Key Responsibilities:
·        Technical Leadership: Build and mentor a team of SREs; set goals, conduct reviews, and drive SRE best practices.
·        System Reliability: Oversee the design and maintenance of high-availability systems; lead performance monitoring and issue resolution.
·        Automation & CI/CD: Lead development of automation scripts and enhance CI/CD pipelines using tools like Terraform, Ansible, and others
·        Observability: Deploy and manage tools (e.g., New Relic) for system monitoring; develop dashboards and alerts
·        Incident Management: Lead Root Cause Analysis (RCA) and refine incident response processes
·        Performance Optimization: Provide strategic insights to enhance application and database performance (Java, Kafka, SQL) 
Qualifications:
·        Proven experience managing SRE or related teams in an eCommerce or highly distributed systems environment.

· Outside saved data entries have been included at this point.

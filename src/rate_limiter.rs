//! # Rate Limiter Engine
//!
//! The core rate limiting engine that manages per-key buckets and provides
//! the primary rate limiting logic for the Throttler service.
//!
//! ## Architecture
//!
//! ```text
//! ┌────────────────────────────────────────────────────────────────┐
//! │                          RateLimiter                           │
//! ├────────────────────────────────────────────────────────────────┤
//! │                                                                │
//! │   Local mode (no redis_url configured):                       │
//! │   ┌──────────────────────────────────┐                        │
//! │   │ HashMap<String, Arc<LocalBucket>> │                        │
//! │   └──────────────────────────────────┘                        │
//! │                                                                │
//! │   Distributed mode (redis_url configured):                    │
//! │   ┌──────────────────────────────────────────┐                │
//! │   │ HashMap<String, Arc<DistributedBucket>>   │                │
//! │   │   each wrapping an embedded insurance     │                │
//! │   │   LocalBucket for store-outage fallback   │                │
//! │   └──────────────────────────────────────────┘                │
//! │                                                                │
//! └────────────────────────────────────────────────────────────────┘
//! ```
//!
//! ## Thread Safety
//!
//! Buckets are created lazily per key and cached behind `Arc` in an
//! `RwLock<HashMap>`, so lookups are cheap read-locks and only the
//! (rare) first-use-of-a-key path takes the write lock.
//!
//! ## Usage
//!
//! ```rust,no_run
//! use throttler::config::Config;
//! use throttler::rate_limiter::RateLimiter;
//!
//! # fn example() -> Result<(), Box<dyn std::error::Error>> {
//! let config = Config::from_env()?;
//! let limiter = RateLimiter::new(config)?;
//!
//! let result = limiter.check_rate_limit("client-123")?;
//! if !result.allowed {
//!     println!("Rate limit exceeded! Retry in {}ms", result.retry_after_ms);
//! }
//! # Ok(())
//! # }
//! ```

use crate::config::Config;
use crate::config_validator::ConfigValidator;
use crate::distributed::{DistributedBucket, DistributedBucketConfig};
use crate::error::ThrottlerError;
use crate::redis::RedisClient;
use crate::token_bucket::{ConsumeResult, LocalBucket};
use std::collections::HashMap;
use std::sync::{Arc, RwLock};

enum Bucket {
    Local(Arc<LocalBucket>),
    Distributed(Arc<DistributedBucket>),
}

impl Bucket {
    fn try_consume(&self, cost: f64) -> Result<ConsumeResult, ThrottlerError> {
        match self {
            Bucket::Local(b) => b.try_consume(cost),
            Bucket::Distributed(b) => b.try_consume(cost),
        }
    }

    fn available_tokens(&self) -> Result<i64, ThrottlerError> {
        match self {
            Bucket::Local(b) => Ok(b.available_tokens()),
            Bucket::Distributed(b) => Ok(b.available_tokens()),
        }
    }

    fn reset(&self) -> Result<(), ThrottlerError> {
        match self {
            Bucket::Local(b) => b.reset(None),
            Bucket::Distributed(b) => b.reset(None),
        }
    }
}

/// Core rate limiting engine using the token bucket algorithm.
///
/// Manages one bucket per unique key, created lazily on first use, and
/// picks local vs. distributed backing based on whether the supplied
/// `Config` names a Redis URL.
#[derive(Clone)]
pub struct RateLimiter {
    config: Arc<Config>,
    buckets: Arc<RwLock<HashMap<String, Arc<Bucket>>>>,
    redis_client: Option<Arc<RedisClient>>,
}

impl RateLimiter {
    pub fn new(config: Config) -> Result<Self, ThrottlerError> {
        ConfigValidator::validate_redis_url(&config.redis_url)?;
        ConfigValidator::validate_ttl_seconds(config.ttl_seconds)?;
        ConfigValidator::validate_insurance_capacity(config.insurance_capacity)?;
        ConfigValidator::validate_insurance_refill_rate(config.insurance_refill_rate)?;

        let redis_client = if !config.redis_url.is_empty() {
            Some(Arc::new(RedisClient::new(&config.redis_url)?))
        } else {
            None
        };

        Ok(RateLimiter {
            config: Arc::new(config),
            buckets: Arc::new(RwLock::new(HashMap::new())),
            redis_client,
        })
    }

    fn bucket_for(&self, key: &str) -> Result<Arc<Bucket>, ThrottlerError> {
        if let Some(bucket) = self
            .buckets
            .read()
            .map_err(|_| ThrottlerError::InternalError("buckets read lock poisoned".to_string()))?
            .get(key)
        {
            return Ok(bucket.clone());
        }

        let rule = self.config.get_limit_for_key(key);
        let capacity = rule.capacity();
        let refill_rate = rule.refill_rate();

        let built = if let Some(redis_client) = &self.redis_client {
            Bucket::Distributed(Arc::new(DistributedBucket::new(
                redis_client.clone(),
                DistributedBucketConfig {
                    key: format!("throttler:{}", key),
                    capacity,
                    refill_rate,
                    ttl_seconds: self.config.ttl_seconds,
                    insurance_enabled: self.config.insurance_enabled,
                    insurance_capacity: self.config.insurance_capacity,
                    insurance_refill_rate: self.config.insurance_refill_rate,
                },
            )?))
        } else {
            Bucket::Local(Arc::new(LocalBucket::new(capacity, refill_rate)?))
        };

        let mut buckets = self
            .buckets
            .write()
            .map_err(|_| ThrottlerError::InternalError("buckets write lock poisoned".to_string()))?;
        let entry = buckets.entry(key.to_string()).or_insert_with(|| Arc::new(built));
        Ok(entry.clone())
    }

    /// Consumes 1 token for `key` using whatever rule matches it.
    pub fn check_rate_limit(&self, key: &str) -> Result<ConsumeResult, ThrottlerError> {
        self.check_rate_limit_cost(key, 1.0)
    }

    /// Consumes `cost` tokens for `key`.
    pub fn check_rate_limit_cost(&self, key: &str, cost: f64) -> Result<ConsumeResult, ThrottlerError> {
        let bucket = self.bucket_for(key)?;
        bucket.try_consume(cost)
    }

    /// Remaining whole tokens for a key without consuming any.
    pub fn get_remaining_tokens(&self, key: &str) -> Result<i64, ThrottlerError> {
        let bucket = self.bucket_for(key)?;
        bucket.available_tokens()
    }

    /// Resets the bucket for `key` to full capacity.
    pub fn reset(&self, key: &str) -> Result<(), ThrottlerError> {
        let bucket = self.bucket_for(key)?;
        bucket.reset()
    }

    /// Evicts all cached bucket handles whose key matches no active rule
    /// reference; used to bound unbounded local-mode growth. Local buckets
    /// have no external TTL, so the server periodically calls this with an
    /// externally-tracked last-access map (left to the caller — the engine
    /// itself does not track access recency beyond refill timestamps).
    pub fn bucket_count(&self) -> Result<usize, ThrottlerError> {
        Ok(self
            .buckets
            .read()
            .map_err(|_| ThrottlerError::InternalError("buckets read lock poisoned".to_string()))?
            .len())
    }

    pub fn get_stats(&self) -> Result<HashMap<String, u64>, ThrottlerError> {
        let mut stats = HashMap::new();
        stats.insert("active_buckets".to_string(), self.bucket_count()? as u64);
        stats.insert("redis_enabled".to_string(), if self.redis_client.is_some() { 1 } else { 0 });
        Ok(stats)
    }

    /// Whether this limiter is configured for distributed mode at all
    /// (not whether the store is currently reachable — see `health_check`).
    pub fn is_distributed(&self) -> bool {
        self.redis_client.is_some()
    }

    /// Liveness probe against the shared store. `true` for local-only mode
    /// (nothing to probe).
    pub fn health_check(&self) -> bool {
        match &self.redis_client {
            Some(client) => client.ping(),
            None => true,
        }
    }
}

#[cfg(test)]
mod tests {
    use super::*;

    #[test]
    fn local_mode_allows_up_to_capacity() {
        let mut config = Config::default();
        config.redis_url = String::new();
        config.default_limits = crate::rate_limit_config::RateLimitRule::new(5, 5);
        let limiter = RateLimiter::new(config).unwrap();

        for _ in 0..5 {
            let r = limiter.check_rate_limit("client-a").unwrap();
            assert!(r.allowed);
        }
        let denied = limiter.check_rate_limit("client-a").unwrap();
        assert!(!denied.allowed);
    }

    #[test]
    fn keys_have_independent_buckets() {
        let mut config = Config::default();
        config.redis_url = String::new();
        config.default_limits = crate::rate_limit_config::RateLimitRule::new(1, 1);
        let limiter = RateLimiter::new(config).unwrap();

        assert!(limiter.check_rate_limit("a").unwrap().allowed);
        assert!(limiter.check_rate_limit("b").unwrap().allowed);
    }

    #[test]
    fn reset_restores_capacity() {
        let mut config = Config::default();
        config.redis_url = String::new();
        config.default_limits = crate::rate_limit_config::RateLimitRule::new(1, 1);
        let limiter = RateLimiter::new(config).unwrap();

        assert!(limiter.check_rate_limit("client-a").unwrap().allowed);
        assert!(!limiter.check_rate_limit("client-a").unwrap().allowed);
        limiter.reset("client-a").unwrap();
        assert!(limiter.check_rate_limit("client-a").unwrap().allowed);
    }

    #[test]
    fn not_distributed_without_redis_url() {
        let mut config = Config::default();
        config.redis_url = String::new();
        let limiter = RateLimiter::new(config).unwrap();
        assert!(!limiter.is_distributed());
        assert!(limiter.health_check());
    }
}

·        Strong skills in automation tools (Terraform, Ansible) and observability solutions (New Relic), with an emphasis on managing large-scale distributed systems.

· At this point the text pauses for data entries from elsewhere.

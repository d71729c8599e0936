//! Key generation utilities for rate limiting.

use crate::error::ThrottlerError;
use std::collections::HashMap;

/// Strategy for generating rate limit keys
#[derive(Debug, Clone, PartialEq)]
pub enum KeyStrategy {
    /// Use client IP address
    IpAddress,
    /// Use API key from header
    ApiKey,
    /// Use user ID from token/auth
    UserId,
    /// Composite key from multiple sources
    Composite(Vec<KeyStrategy>),
}

/// Generates rate limiting keys based on request context
pub struct KeyGenerator {
    default_strategy: KeyStrategy,
}

impl KeyGenerator {
    pub fn new(strategy: KeyStrategy) -> Self {
        Self {
            default_strategy: strategy,
        }
    }

    /// Generate a rate limit key from request headers and metadata
    pub fn generate_key(
        &self,
        headers: &HashMap<String, String>,
        client_ip: &str,
        path: &str,
    ) -> Result<String, ThrottlerError> {
        self.generate_key_with_strategy(&self.default_strategy, headers, client_ip, path)
    }

    /// Generate key using a specific strategy
    pub fn generate_key_with_strategy(
        &self,
        strategy: &KeyStrategy,
        headers: &HashMap<String, String>,
        client_ip: &str,
        path: &str,
    ) -> Result<String, ThrottlerError> {
        match strategy {
            KeyStrategy::IpAddress => Ok(format!("throttle:ip:{}:{}", client_ip, path)),
            KeyStrategy::ApiKey => {
                let api_key = headers
                    .get("x-api-key")
                    .or_else(|| headers.get("authorization"))
                    .ok_or_else(|| ThrottlerError::MissingApiKey)?;
                Ok(format!("throttle:api:{}:{}", api_key, path))
            }
            KeyStrategy::UserId => {
                let user_id = headers
                    .get("x-user-id")
                    .ok_or_else(|| ThrottlerError::MissingUserId)?;
                Ok(format!("throttle:user:{}:{}", user_id, path))
            }
            KeyStrategy::Composite(strategies) => {
                let mut key_parts = Vec::new();
                for sub_strategy in strategies {
                    let part = match sub_strategy {
                        KeyStrategy::IpAddress => client_ip.to_string(),
                        KeyStrategy::ApiKey => headers
                            .get("x-api-key")
                            .or_else(|| headers.get("authorization"))
                            .ok_or_else(|| ThrottlerError::MissingApiKey)?
                            .clone(),
                        KeyStrategy::UserId => headers
                            .get("x-user-id")
                            .ok_or_else(|| ThrottlerError::MissingUserId)?
                            .clone(),
                        KeyStrategy::Composite(_) => {
                            return Err(ThrottlerError::InvalidKeyStrategy(
                                "Nested composite keys not supported".to_string(),
                            ))
                        }
                    };
                    key_parts.push(part);
                }
                Ok(format!("throttle:composite:{}:{}", key_parts.join(":"), path))
            }
        }
    }

    /// Extract client IP from various header sources
    pub fn extract_client_ip(headers: &HashMap<String, String>) -> String {
        headers
            .get("x-forwarded-for")
            .and_then(|xff| xff.split(',').next().map(|ip| ip.trim()))
            .or_else(|| headers.get("x-real-ip"))
            .or_else(|| headers.get("cf-connecting-ip"))
            .unwrap_or("unknown")
            .to_string()
    }

    /// Sanitize key components to ensure valid Redis keys
    pub fn sanitize_key(key: &str) -> String {
        key.chars()
            .map(|c| {
                if c.is_alphanumeric() || c == ':' || c == '-' || c == '_' {
                    c
                } else {
                    '_'
                }
            })
            .collect()
    }
}

impl Default for KeyGenerator {
    fn default() -> Self {
        Self::new(KeyStrategy::IpAddress)
    }
}

#[cfg(test)]
mod tests {
    use super::*;

    fn create_test_headers() -> HashMap<String, String> {
        let mut headers = HashMap::new();
        headers.insert("x-api-key".to_string(), "test-api-key".to_string());
        headers.insert("x-user-id".to_string(), "user123".to_string());
        headers.insert("x-forwarded-for".to_string(), "192.168.1.1, 10.0.0.1".to_string());
        headers
    }

    #[test]
    fn test_ip_address_strategy() {
        let generator = KeyGenerator::new(KeyStrategy::IpAddress);
        let headers = create_test_headers();
        let key = generator.generate_key(&headers, "192.168.1.1", "/api/test").unwrap();
        assert_eq!(key, "throttle:ip:192.168.1.1:/api/test");
    }

    #[test]
    fn test_api_key_strategy() {
        let generator = KeyGenerator::new(KeyStrategy::ApiKey);
        let headers = create_test_headers();
        let key = generator.generate_key(&headers, "192.168.1.1", "/api/test").unwrap();
        assert_eq!(key, "throttle:api:test-api-key:/api/test");
    }

    #[test]
    fn test_user_id_strategy() {
        let generator = KeyGenerator::new(KeyStrategy::UserId);
        let headers = create_test_headers();
        let key = generator.generate_key(&headers, "192.168.1.1", "/api/test").unwrap();
        assert_eq!(key, "throttle:user:user123:/api/test");
    }

    #[test]
    fn test_composite_strategy() {
        let strategy = KeyStrategy::Composite(vec![KeyStrategy::UserId, KeyStrategy::IpAddress]);
        let generator = KeyGenerator::new(strategy);
        let headers = create_test_headers();
        let key = generator.generate_key(&headers, "192.168.1.1", "/api/test").unwrap();
        assert_eq!(key, "throttle:composite:user123:192.168.1.1:/api/test");
    }

    #[test]
    fn test_extract_client_ip() {
        let headers = create_test_headers();
        let ip = KeyGenerator::extract_client_ip(&headers);
        assert_eq!(ip, "192.168.1.1");
    }

    #[test]
    fn test_sanitize_key() {
        let key = "test@key#with$special%chars";
        let sanitized = KeyGenerator::sanitize_key(key);
        assert_eq!(sanitized, "test_key_with_special_chars");
    }
}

·        Experience working with SAP modules in conjunction with custom applications or microservices architectures.
·        Good understanding of storage technologies (SAN/NAS), network infrastructure (load balancers, firewalls), and their impact on system performance in high-throughput environments.
·        Background in optimizing performance for Java-based applications, Spring Boot services, Kafka message brokers, SQL/NoSQL databases, and middleware components.
·        Familiarity with middleware technologies such as Kafka in distributed environments.
·        Excellent leadership, problem-solving, communication skills with experience working cross-functionally between development teams, infrastructure teams, and business stakeholders

Education

Any Gradute